• _BRIEF_
Taking the line with "tx.send(result).ok();" as the start, reproduce every line until the records end, exactly and with nothing added.

• _RECORD EXTRACTS_
//! GPU compute kernel for the distance function (WGSL, f64)
//!
//! One invocation per row, 256 invocations per workgroup. Requires
//! `SHADER_F64`. Vulkan's GLSL.std.450 trigonometry is 32-bit only, so
//! `sin`, `cos` and `asin` are implemented in the shader:
//! - `sin`/`cos`: Cody-Waite reduction by pi/2, then Taylor polynomials on
//!   `[-pi/4, pi/4]`
//! - `asin`: power series for `|x| <= 0.5`, otherwise
//!   `pi/2 - 2 * asin(sqrt((1 - |x|) / 2))`
//!
//! Only `sqrt`, `floor`, `abs` and `clamp` come from the driver.

use crate::backend::ColumnBatch;
use crate::{Error, Result};
use wgpu::util::DeviceExt;

/// Workgroup size (256 threads = 8 warps on NVIDIA)
pub const WORKGROUP_SIZE: u32 = 256;

/// Rows per dispatch (4M rows = 32 MB per column buffer, 16384 workgroups)
pub const MAX_ROWS_PER_DISPATCH: usize = 4 * 1024 * 1024;

/// Shader entry point
pub const ENTRY_POINT: &str = "haversine";

/// WGSL source of the distance kernel
pub const HAVERSINE_SHADER: &str = r"
@group(0) @binding(0) var<storage, read> x0: array<f64>;
@group(0) @binding(1) var<storage, read> y0: array<f64>;
@group(0) @binding(2) var<storage, read> x1: array<f64>;
@group(0) @binding(3) var<storage, read> y1: array<f64>;
@group(0) @binding(4) var<storage, read_write> dist: array<f64>;

const EARTH_RADIUS_KM: f64 = 6372.8lf;
const DEG_TO_RAD: f64 = 0.017453292519943295lf;
const HALF_PI: f64 = 1.5707963267948966lf;
const TWO_OVER_PI: f64 = 0.6366197723675814lf;
// pi/2 = HALF_PI_HI + HALF_PI_LO, HALF_PI_HI has 33 significant bits
const HALF_PI_HI: f64 = 1.5707963267341256lf;
const HALF_PI_LO: f64 = 6.077100506506192e-11lf;

// sin(r) for |r| <= pi/4
fn sin_poly(r: f64) -> f64 {
    let r2 = r * r;
    var p = -7.647163731819816e-13lf;       // -1/15!
    p = p * r2 + 1.6059043836821613e-10lf;  //  1/13!
    p = p * r2 - 2.505210838544172e-8lf;    // -1/11!
    p = p * r2 + 2.7557319223985893e-6lf;   //  1/9!
    p = p * r2 - 1.984126984126984e-4lf;    // -1/7!
    p = p * r2 + 8.333333333333333e-3lf;    //  1/5!
    p = p * r2 - 1.6666666666666666e-1lf;   // -1/3!
    return r + r * r2 * p;
}

// cos(r) for |r| <= pi/4
fn cos_poly(r: f64) -> f64 {
    let r2 = r * r;
    var p = 4.779477332387385e-14lf;        //  1/16!
    p = p * r2 - 1.1470745597729725e-11lf;  // -1/14!
    p = p * r2 + 2.08767569878681e-9lf;     //  1/12!
    p = p * r2 - 2.755731922398589e-7lf;    // -1/10!
    p = p * r2 + 2.48015873015873e-5lf;     //  1/8!
    p = p * r2 - 1.3888888888888889e-3lf;   // -1/6!
    p = p * r2 + 4.1666666666666664e-2lf;   //  1/4!
    p = p * r2 - 0.5lf;                     // -1/2!
    return 1.0lf + r2 * p;
}

// sin(x + quarter * pi/2)
fn sin_shifted(x: f64, quarter: f64) -> f64 {
    let k = floor(x * TWO_OVER_PI + 0.5lf);
    let r = (x - k * HALF_PI_HI) - k * HALF_PI_LO;
    let q = k + quarter;
    let m = q - 4.0lf * floor(q * 0.25lf);
    if (m == 0.0lf) {
        return sin_poly(r);
    }
    if (m == 1.0lf) {
        return cos_poly(r);
    }
    if (m == 2.0lf) {
        return -sin_poly(r);
    }
    return -cos_poly(r);
}

fn sin64(x: f64) -> f64 {
    return sin_shifted(x, 0.0lf);
}

fn cos64(x: f64) -> f64 {
    return sin_shifted(x, 1.0lf);
}

// asin(x) for |x| <= 0.5
fn asin_series(x: f64) -> f64 {
    let x2 = x * x;
    var term = x;
    var sum = x;
    var n = 0.0lf;
    for (var i = 0; i < 40; i++) {
        let a = 2.0lf * n + 1.0lf;
        term = term * x2 * a * a / ((a + 1.0lf) * (a + 2.0lf));
        sum = sum + term;
        n = n + 1.0lf;
    }
    return sum;
}

fn asin64(x: f64) -> f64 {
    let ax = abs(x);
    if (ax <= 0.5lf) {
        return asin_series(x);
    }
    let folded = HALF_PI - 2.0lf * asin_series(sqrt((1.0lf - ax) * 0.5lf));
    if (x < 0.0lf) {
        return -folded;
    }
    return folded;
}

@compute @workgroup_size(256)
fn haversine(@builtin(global_invocation_id) global_id: vec3<u32>) {
    let i = global_id.x;
    if (i >= arrayLength(&dist)) {
        return;
    }

    let lat0 = y0[i] * DEG_TO_RAD;
    let lat1 = y1[i] * DEG_TO_RAD;
    let delta_lat = (y1[i] - y0[i]) * DEG_TO_RAD;
    let delta_lon = (x1[i] - x0[i]) * DEG_TO_RAD;

    let s_lat = sin64(delta_lat / 2.0lf);
    let s_lon = sin64(delta_lon / 2.0lf);
    let a = s_lat * s_lat + cos64(lat0) * cos64(lat1) * (s_lon * s_lon);
    let central_angle = 2.0lf * asin64(clamp(sqrt(a), -1.0lf, 1.0lf));

    dist[i] = EARTH_RADIUS_KM * central_angle;
}
";

fn storage_entry(binding: u32, read_only: bool) -> wgpu::BindGroupLayoutEntry {
    wgpu::BindGroupLayoutEntry {
        binding,
        visibility: wgpu::ShaderStages::COMPUTE,
        ty: wgpu::BindingType::Buffer {
            ty: wgpu::BufferBindingType::Storage { read_only },
            has_dynamic_offset: false,
            min_binding_size: None,
        },
        count: None,
    }
}

/// Compiled shader pipeline and its bind group layout
pub struct HaversinePipeline {
    /// Bindings 0..=3 read-only inputs, 4 read-write output
    pub layout: wgpu::BindGroupLayout,
    /// Compute pipeline for [`ENTRY_POINT`]
    pub pipeline: wgpu::ComputePipeline,
}

/// Compile the distance shader into a compute pipeline
///
/// # Errors
/// Returns `CompilationFailure` if the driver rejects the shader
pub async fn create_pipeline(device: &wgpu::Device) -> Result<HaversinePipeline> {
    device.push_error_scope(wgpu::ErrorFilter::Validation);

    let shader = device.create_shader_module(wgpu::ShaderModuleDescriptor {
        label: Some("Haversine f64 Shader"),
        source: wgpu::ShaderSource::Wgsl(HAVERSINE_SHADER.into()),
    });

    let layout = device.create_bind_group_layout(&wgpu::BindGroupLayoutDescriptor {
        label: Some("Haversine Bind Group Layout"),
        entries: &[
            storage_entry(0, true),
            storage_entry(1, true),
            storage_entry(2, true),
            storage_entry(3, true),
            storage_entry(4, false),
        ],
    });

    let pipeline_layout = device.create_pipeline_layout(&wgpu::PipelineLayoutDescriptor {
        label: Some("Haversine Pipeline Layout"),
        bind_group_layouts: &[&layout],
        push_constant_ranges: &[],
    });

    let pipeline = device.create_compute_pipeline(&wgpu::ComputePipelineDescriptor {
        label: Some("Haversine Pipeline"),
        layout: Some(&pipeline_layout),
        module: &shader,
        entry_point: ENTRY_POINT,
        compilation_options: wgpu::PipelineCompilationOptions::default(),
        cache: None,
    });

    if let Some(e) = device.pop_error_scope().await {
        return Err(Error::CompilationFailure {
            method: "gpu".to_string(),
            reason: e.to_string(),
        });
    }

    Ok(HaversinePipeline { layout, pipeline })
}

/// Compute distances for one batch on the device
///
/// Splits the batch into dispatches of at most [`MAX_ROWS_PER_DISPATCH`]
/// rows. Buffers are scoped to each dispatch and released on every path.
///
/// # Errors
/// Returns `DeviceError` on allocation, validation or readback failure
pub async fn haversine_f64(
    device: &wgpu::Device,
    queue: &wgpu::Queue,
    pipeline: &HaversinePipeline,
    batch: &ColumnBatch<'_>,
    out: &mut [f64],
) -> Result<()> {
    batch.check_output(out)?;

    let mut start = 0;
    while start < batch.len() {
        let rows = (batch.len() - start).min(MAX_ROWS_PER_DISPATCH);
        dispatch_chunk(
            device,
            queue,
            pipeline,
            &batch.slice(start, rows),
            &mut out[start..start + rows],
        )
        .await?;
        start += rows;
    }

    // The device is not required to preserve NaN payloads or IEEE
    // behaviour for non-finite operands; match the CPU result exactly.
    for (i, slot) in out.iter_mut().enumerate() {
        if batch.row(i).iter().any(|v| !v.is_finite()) {
            *slot = f64::NAN;
        }
    }
    Ok(())
}

/// Outcome of the two error scopes around a dispatch, innermost first
///
/// Both scopes must already be popped so a failed call leaves the device's
/// scope stack as it found it.
fn scope_errors(out_of_memory: Option<wgpu::Error>, validation: Option<wgpu::Error>) -> Result<()> {
    if let Some(e) = out_of_memory {
        return Err(Error::DeviceError(format!("out of device memory: {e}")));
    }
    if let Some(e) = validation {
        return Err(Error::DeviceError(format!("dispatch rejected: {e}")));
    }
    Ok(())
}

#[allow(clippy::cast_possible_truncation)]
async fn dispatch_chunk(
    device: &wgpu::Device,
    queue: &wgpu::Queue,
    pipeline: &HaversinePipeline,
    chunk: &ColumnBatch<'_>,
    out: &mut [f64],
) -> Result<()> {
    let byte_len = std::mem::size_of_val(out) as u64;

    device.push_error_scope(wgpu::ErrorFilter::Validation);
    device.push_error_scope(wgpu::ErrorFilter::OutOfMemory);

    let input = |label: &str, column: &[f64]| {
        device.create_buffer_init(&wgpu::util::BufferInitDescriptor {
            label: Some(label),
            contents: bytemuck::cast_slice(column),
            usage: wgpu::BufferUsages::STORAGE,
        })
    };
    let x0 = input("Haversine x0", chunk.x0());
    let y0 = input("Haversine y0", chunk.y0());
    let x1 = input("Haversine x1", chunk.x1());
    let y1 = input("Haversine y1", chunk.y1());

    let output = device.create_buffer(&wgpu::BufferDescriptor {
        label: Some("Haversine Output"),
        size: byte_len,
        usage: wgpu::BufferUsages::STORAGE | wgpu::BufferUsages::COPY_SRC,
        mapped_at_creation: false,
    });
    let staging = device.create_buffer(&wgpu::BufferDescriptor {
        label: Some("Haversine Staging Buffer"),
        size: byte_len,
        usage: wgpu::BufferUsages::MAP_READ | wgpu::BufferUsages::COPY_DST,
        mapped_at_creation: false,
    });

    let bind_group = device.create_bind_group(&wgpu::BindGroupDescriptor {
        label: Some("Haversine Bind Group"),
        layout: &pipeline.layout,
        entries: &[
            wgpu::BindGroupEntry {
                binding: 0,
                resource: x0.as_entire_binding(),
            },
            wgpu::BindGroupEntry {
                binding: 1,
                resource: y0.as_entire_binding(),
            },
            wgpu::BindGroupEntry {
                binding: 2,
                resource: x1.as_entire_binding(),
            },
            wgpu::BindGroupEntry {
                binding: 3,
                resource: y1.as_entire_binding(),
            },
            wgpu::BindGroupEntry {
                binding: 4,
                resource: output.as_entire_binding(),
            },
        ],
    });

    let mut encoder = device.create_command_encoder(&wgpu::CommandEncoderDescriptor {
        label: Some("Haversine Encoder"),
    });
    {
        let mut compute_pass = encoder.begin_compute_pass(&wgpu::ComputePassDescriptor {
            label: Some("Haversine Pass"),
            timestamp_writes: None,
        });
        compute_pass.set_pipeline(&pipeline.pipeline);
        compute_pass.set_bind_group(0, &bind_group, &[]);
        let workgroup_count = (out.len() as u32).div_ceil(WORKGROUP_SIZE);
        compute_pass.dispatch_workgroups(workgroup_count, 1, 1);
    }
    encoder.copy_buffer_to_buffer(&output, 0, &staging, 0, byte_len);
    queue.submit(Some(encoder.finish()));

    let out_of_memory = device.pop_error_scope().await;
    let validation = device.pop_error_scope().await;
    scope_errors(out_of_memory, validation)?;

    let buffer_slice = staging.slice(..);
    let (tx, rx) = futures_intrusive::channel::shared::oneshot_channel();
    buffer_slice.map_async(wgpu::MapMode::Read, move |result| {
        tx.send(result).ok();
    });
    device.poll(wgpu::Maintain::Wait);

    rx.receive()
        .await
        .ok_or_else(|| Error::DeviceError("failed to receive buffer map result".to_string()))?
        .map_err(|e| Error::DeviceError(format!("buffer mapping failed: {e}")))?;

    {
        let view = buffer_slice.get_mapped_range();
        for (slot, bytes) in out.iter_mut().zip(view.chunks_exact(8)) {
            let mut le = [0u8; 8];
            le.copy_from_slice(bytes);
            *slot = f64::from_le_bytes(le);
        }
    }
    staging.unmap();

    Ok(())
}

• _WRITTEN RESPONSE_
        tx.send(result).ok();
    });
    device.poll(wgpu::Maintain::Wait);

    rx.receive()
        .await
        .ok_or_else(|| Error::DeviceError("failed to receive buffer map result".to_string()))?
        .map_err(|e| Error::DeviceError(format!("buffer mapping failed: {e}")))?;

    {
        let view = buffer_slice.get_mapped_range();
        for (slot, bytes) in out.iter_mut().zip(view.chunks_exact(8)) {
            let mut le = [0u8; 8];
            le.copy_from_slice(bytes);
            *slot = f64::from_le_bytes(le);
        }
    }
    staging.unmap();

    Ok(())
}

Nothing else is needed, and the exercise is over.